Dipeptidyl peptidase-4 (DPP-4) inhibitors may be effective for managing hyperglycemia in certain hospitalized patients, according to a recent study.
Researchers performed a narrative review of research published through January 2020 to examine the available evidence on use of oral antidiabetes agents in the hospital, identifying studies that looked at efficacy and safety profiles. Most recommendations currently favor subcutaneous or IV insulin for glucose lowering in hospitalized patients with diabetes or stress hyperglycemia and advise against oral drugs due to safety concerns, the authors noted. Data on metformin, thiazolidinediones, sulfonylureas, sodium-glucose cotransporter-2 (SGLT-2) inhibitors, and DPP-4 inhibitors were considered. The results were published May 23 by Diabetic Medicine.
Little evidence was available on use of metformin in the hospital setting, probably due to concern about lactic acidosis and other adverse events, the review found. A small study found that inpatients with acute stroke and type 2 diabetes who received thiazolidinediones had improved functional outcomes but did not differ from a placebo group in length of rehab stay or final discharge destination. This drug class can also cause fluid retention, which can destabilize patients with heart failure or chronic kidney disease, the authors said.
Sulfonylureas are strongly linked to risk for severe, prolonged hypoglycemia, especially in patients with renal impairment, which is common in hospital settings, the review noted. In addition, a study found that hypoglycemic events during the night were more common in hospitalized patients who received a sulfonylurea versus insulin, indicating a “significant barrier” to use of these drugs in this setting, the authors wrote. They noted that data on the safety and efficacy of SGLT-2 inhibitors in hospitalized patients are currently lacking.
DPP-4 inhibitors, meanwhile, have a good safety and efficacy profile, and a few well-designed randomized controlled trials support their use in hospitalized patients with type 2 diabetes, alone or in combination with basal insulin, the review found. Some studies have indicated a higher risk for pancreatitis with these drugs, so their use in patients with gallbladder disease, for example, should involve careful consideration of risks and benefits, the review said.
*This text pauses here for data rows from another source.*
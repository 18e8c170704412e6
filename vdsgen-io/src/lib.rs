//! vdsgen-io: HDF5 array store for vdsgen.
//!
//! Implements [`vdsgen_core::ArrayStore`] over HDF5 files, so fragments are
//! probed and the virtual dataset committed with the HDF5 library's own
//! virtual-dataset support.
//!

mod error;
#[cfg(feature = "hdf5")]
pub mod hdf5;

pub use error::{Error, Result};
#[cfg(feature = "hdf5")]
pub use crate::hdf5::{Hdf5Store, Hdf5Target};
//! HDF5 array store.

use crate::{Error, Result};
use hdf5::types::{FloatSize, IntSize, TypeDescriptor};
use hdf5::{Extents, File, Group, Hyperslab, Selection, SliceOrIndex};
use std::path::Path;
use vdsgen_core::mapping::MappingEntry;
use vdsgen_core::{ArrayStore, ElementType, TargetArtifact, VirtualDataset, WriteMode};

/// Array store backed by HDF5 files on the local filesystem.
#[derive(Debug, Clone, Copy, Default)]
pub struct Hdf5Store;

impl Hdf5Store {
    /// Creates a new store.
    #[must_use]
    pub fn new() -> Self {
        Self
    }
}

impl ArrayStore for Hdf5Store {
    type Target = Hdf5Target;

    fn list_dir(&self, dir: &Path) -> vdsgen_core::Result<Vec<String>> {
        let mut names = Vec::new();
        for entry in std::fs::read_dir(dir)? {
            let entry = entry?;
            if entry.file_type()?.is_file() {
                names.push(entry.file_name().to_string_lossy().into_owned());
            }
        }
        Ok(names)
    }

    fn file_exists(&self, path: &Path) -> bool {
        path.is_file()
    }

    fn node_exists(&self, path: &Path, node: &str) -> vdsgen_core::Result<bool> {
        let file = File::open(path).map_err(Error::from)?;
        Ok(link_exists(&file, node))
    }

    fn read_shape_and_type(
        &self,
        path: &Path,
        node: &str,
    ) -> vdsgen_core::Result<(Vec<usize>, ElementType)> {
        Ok(read_shape_and_type(path, node)?)
    }

    fn open_target(&mut self, path: &Path, mode: WriteMode) -> vdsgen_core::Result<Hdf5Target> {
        Ok(Hdf5Target::open(path, mode)?)
    }
}

/// Reads the shape and element type of the dataset at `node`.
///
/// The file is closed again before returning.
///
/// # Errors
/// Returns an error if the dataset cannot be opened or has a non-scalar type.
pub fn read_shape_and_type<P: AsRef<Path>>(path: P, node: &str) -> Result<(Vec<usize>, ElementType)> {
    let file = File::open(path)?;
    let dataset = file.dataset(node)?;
    let descriptor = dataset.dtype()?.to_descriptor()?;
    Ok((dataset.shape(), element_type(&descriptor)?))
}

fn element_type(descriptor: &TypeDescriptor) -> Result<ElementType> {
    let ty = match descriptor {
        TypeDescriptor::Integer(IntSize::U1) => ElementType::Int8,
        TypeDescriptor::Integer(IntSize::U2) => ElementType::Int16,
        TypeDescriptor::Integer(IntSize::U4) => ElementType::Int32,
        TypeDescriptor::Integer(IntSize::U8) => ElementType::Int64,
        TypeDescriptor::Unsigned(IntSize::U1) => ElementType::Uint8,
        TypeDescriptor::Unsigned(IntSize::U2) => ElementType::Uint16,
        TypeDescriptor::Unsigned(IntSize::U4) => ElementType::Uint32,
        TypeDescriptor::Unsigned(IntSize::U8) => ElementType::Uint64,
        TypeDescriptor::Float(FloatSize::U4) => ElementType::Float32,
        TypeDescriptor::Float(FloatSize::U8) => ElementType::Float64,
        other => return Err(Error::UnsupportedType(format!("{other:?}"))),
    };
    Ok(ty)
}

// HDF5 errors on a nested lookup whose parent is missing, so walk the path.
fn link_exists(group: &Group, node: &str) -> bool {
    let mut end = 0;
    for segment in node.split('/') {
        end += segment.len();
        if !group.link_exists(&node[..end]) {
            return false;
        }
        end += 1;
    }
    true
}

/// An HDF5 file opened for writing the virtual dataset.
pub struct Hdf5Target {
    file: File,
}

impl Hdf5Target {
    /// Opens `path` with the latest file format, which virtual datasets need.
    ///
    /// # Errors
    /// Returns an error if the file cannot be created or opened.
    pub fn open<P: AsRef<Path>>(path: P, mode: WriteMode) -> Result<Self> {
        let mut builder = File::with_options();
        builder.with_fapl(|p| p.libver_latest());
        let file = match mode {
            WriteMode::Create => builder.create(path)?,
            WriteMode::Append => builder.append(path)?,
        };
        Ok(Self { file })
    }

    #[allow(
        clippy::cast_lossless,
        clippy::cast_possible_wrap,
        clippy::unnecessary_cast
    )]
    fn commit(&self, dataset: &VirtualDataset) -> Result<()> {
        macro_rules! create_as {
            ($ty:ty) => {{
                let mut builder = self
                    .file
                    .new_dataset::<$ty>()
                    .shape(dataset.shape.clone())
                    .fill_value(dataset.fill_value as $ty);
                for mapping in &dataset.mappings {
                    builder = builder.virtual_map(
                        &mapping.source_link,
                        &mapping.source_node,
                        mapping.source_shape.clone(),
                        Selection::All,
                        Extents::from(dataset.shape.clone()),
                        target_selection(mapping),
                    );
                }
                builder.create(dataset.node.as_str())?;
            }};
        }

        match dataset.element_type {
            ElementType::Int8 => create_as!(i8),
            ElementType::Int16 => create_as!(i16),
            ElementType::Int32 => create_as!(i32),
            ElementType::Int64 => create_as!(i64),
            ElementType::Uint8 => create_as!(u8),
            ElementType::Uint16 => create_as!(u16),
            ElementType::Uint32 => create_as!(u32),
            ElementType::Uint64 => create_as!(u64),
            ElementType::Float32 => create_as!(f32),
            ElementType::Float64 => create_as!(f64),
        }
        Ok(())
    }
}

fn target_selection(mapping: &MappingEntry) -> Selection {
    let slices: Vec<SliceOrIndex> = mapping
        .target_slice
        .iter()
        .map(|slice| SliceOrIndex::from(slice.start..slice.stop))
        .collect();
    Selection::from(Hyperslab::from(slices))
}

impl TargetArtifact for Hdf5Target {
    fn node_exists(&self, node: &str) -> vdsgen_core::Result<bool> {
        Ok(link_exists(&self.file, node))
    }

    fn create_group(&mut self, node: &str) -> vdsgen_core::Result<()> {
        self.file.create_group(node).map_err(Error::from)?;
        Ok(())
    }

    fn commit_virtual_dataset(self, dataset: &VirtualDataset) -> vdsgen_core::Result<()> {
        self.commit(dataset)?;
        self.file.close().map_err(Error::from)?;
        Ok(())
    }
}
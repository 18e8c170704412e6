//! Fragment discovery and output naming.

use crate::config::FragmentSelection;
use crate::store::ArrayStore;
use crate::{Error, Result};
use std::path::{Path, PathBuf};

/// File extensions accepted by prefix discovery.
pub const EXTENSIONS: [&str; 3] = ["hdf5", "hdf", "h5"];

/// Returns true if `name` is `<prefix><digits>.<ext>`.
#[must_use]
pub fn matches_prefix(name: &str, prefix: &str) -> bool {
    let Some(rest) = name.strip_prefix(prefix) else {
        return false;
    };
    let Some((index, ext)) = rest.split_once('.') else {
        return false;
    };
    !index.is_empty() && index.bytes().all(|b| b.is_ascii_digit()) && EXTENSIONS.contains(&ext)
}

/// Finds fragments in `root` named `<prefix><digits>.<ext>`, sorted by name.
///
/// # Errors
/// Returns [`Error::NoFragments`] if nothing matches and
/// [`Error::InsufficientFragments`] if only one file matches.
pub fn discover<S>(store: &S, root: &Path, prefix: &str) -> Result<Vec<PathBuf>>
where
    S: ArrayStore + ?Sized,
{
    let mut names: Vec<String> = store
        .list_dir(root)?
        .into_iter()
        .filter(|name| matches_prefix(name, prefix))
        .collect();
    names.sort();

    match names.len() {
        0 => Err(Error::NoFragments {
            dir: root.to_path_buf(),
            prefix: prefix.to_string(),
        }),
        1 => Err(Error::InsufficientFragments { found: 1 }),
        _ => {
            log::debug!("Found datasets {}", names.join(", "));
            Ok(names.iter().map(|name| root.join(name)).collect())
        }
    }
}

/// Resolves a fragment selection into file paths under `root`.
///
/// Returns the paths together with the prefix used for naming the output.
/// An explicit list keeps its order and is not re-checked for length here.
///
/// # Errors
/// Propagates discovery errors.
pub fn resolve<S>(store: &S, root: &Path, selection: &FragmentSelection) -> Result<(Vec<PathBuf>, String)>
where
    S: ArrayStore + ?Sized,
{
    match selection {
        FragmentSelection::ByPrefix(prefix) => Ok((discover(store, root, prefix)?, prefix.clone())),
        FragmentSelection::Explicit(files) => {
            let names: Vec<&str> = files.iter().map(String::as_str).collect();
            let paths = files.iter().map(|name| root.join(name)).collect();
            Ok((paths, common_prefix(&names).to_string()))
        }
    }
}

/// Longest common leading substring of `names`, on character boundaries.
#[must_use]
pub fn common_prefix<'a>(names: &[&'a str]) -> &'a str {
    let Some((first, rest)) = names.split_first() else {
        return "";
    };
    let mut end = first.len();
    for name in rest {
        end = first
            .char_indices()
            .zip(name.chars())
            .take_while(|((_, a), b)| a == b)
            .last()
            .map_or(0, |((idx, c), _)| idx + c.len_utf8())
            .min(end);
    }
    &first[..end]
}

/// Default output name, `<prefix>vds<ext of first fragment>`.
#[must_use]
pub fn output_name(prefix: &str, first: &Path) -> String {
    let ext = first
        .extension()
        .map(|ext| format!(".{}", ext.to_string_lossy()))
        .unwrap_or_default();
    let name = format!("{prefix}vds{ext}");
    log::debug!("Generated VDS name: {name}");
    name
}

#[cfg(test)]
mod tests {
    use super::*;
    use crate::MemoryStore;

    #[test]
    fn test_matches_prefix() {
        assert!(matches_prefix("stripe_1.h5", "stripe_"));
        assert!(matches_prefix("stripe_12.hdf5", "stripe_"));
        assert!(matches_prefix("stripe_3.hdf", "stripe_"));
        assert!(!matches_prefix("stripe_.h5", "stripe_"));
        assert!(!matches_prefix("stripe_a.h5", "stripe_"));
        assert!(!matches_prefix("stripe_1.txt", "stripe_"));
        assert!(!matches_prefix("stripe_vds.h5", "stripe_"));
        assert!(!matches_prefix("other_1.h5", "stripe_"));
    }

    fn store_with(names: &[&str]) -> MemoryStore {
        let mut store = MemoryStore::new();
        for name in names {
            store.add_file(Path::new("/test/path").join(name));
        }
        store
    }

    #[test]
    fn test_discover_sorted() {
        let store = store_with(&["stripe_3.h5", "stripe_1.h5", "stripe_2.h5", "notes.txt"]);
        let files = discover(&store, Path::new("/test/path"), "stripe_").unwrap();
        assert_eq!(
            files,
            vec![
                PathBuf::from("/test/path/stripe_1.h5"),
                PathBuf::from("/test/path/stripe_2.h5"),
                PathBuf::from("/test/path/stripe_3.h5"),
            ]
        );
    }

    #[test]
    fn test_discover_one_file() {
        let store = store_with(&["stripe_1.h5", "stripe_vds.h5"]);
        let err = discover(&store, Path::new("/test/path"), "stripe_").unwrap_err();
        assert!(matches!(err, Error::InsufficientFragments { found: 1 }));
    }

    #[test]
    fn test_discover_no_files() {
        let store = store_with(&["image_1.h5"]);
        let err = discover(&store, Path::new("/test/path"), "stripe_").unwrap_err();
        assert!(matches!(err, Error::NoFragments { ref prefix, .. } if prefix == "stripe_"));
    }

    #[test]
    fn test_explicit_keeps_order() {
        let store = MemoryStore::new();
        let selection = FragmentSelection::Explicit(vec![
            "stripe_2.h5".to_string(),
            "stripe_1.h5".to_string(),
        ]);
        let (paths, prefix) = resolve(&store, Path::new("/test/path"), &selection).unwrap();
        assert_eq!(paths[0], PathBuf::from("/test/path/stripe_2.h5"));
        assert_eq!(prefix, "stripe_");
    }

    #[test]
    fn test_common_prefix() {
        assert_eq!(common_prefix(&["stripe_1.h5", "stripe_2.h5"]), "stripe_");
        assert_eq!(common_prefix(&["a.h5", "b.h5"]), "");
        assert_eq!(common_prefix(&["same.h5", "same.h5"]), "same.h5");
        assert_eq!(common_prefix(&["ab", "abc", "abd"]), "ab");
        assert_eq!(common_prefix(&[]), "");
    }

    #[test]
    fn test_output_name() {
        assert_eq!(output_name("stripe_", Path::new("/p/stripe_1.h5")), "stripe_vds.h5");
        assert_eq!(output_name("", Path::new("a.hdf5")), "vds.hdf5");
    }
}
The authors of the review noted that the available studies are limited but concluded that “there is no robust evidence to support the use of metformin, thiazolidinediones, sulfonylureas and [SGLT-2] inhibitors in the hospital setting, although particular aspects of their effects on acute outcomes deserve further evaluation in appropriately designed clinical trials.” Evidence supports the use of DPP-4 inhibitors, however, in certain hospitalized patients with type 2 diabetes, such as those with mild to moderate hyperglycemia and those who are in stable clinical condition, they said. “The challenge for future research in the field,” the authors wrote, “is to clearly define the clinical characteristics of inpatients that make them suitable for treatment with oral agents.”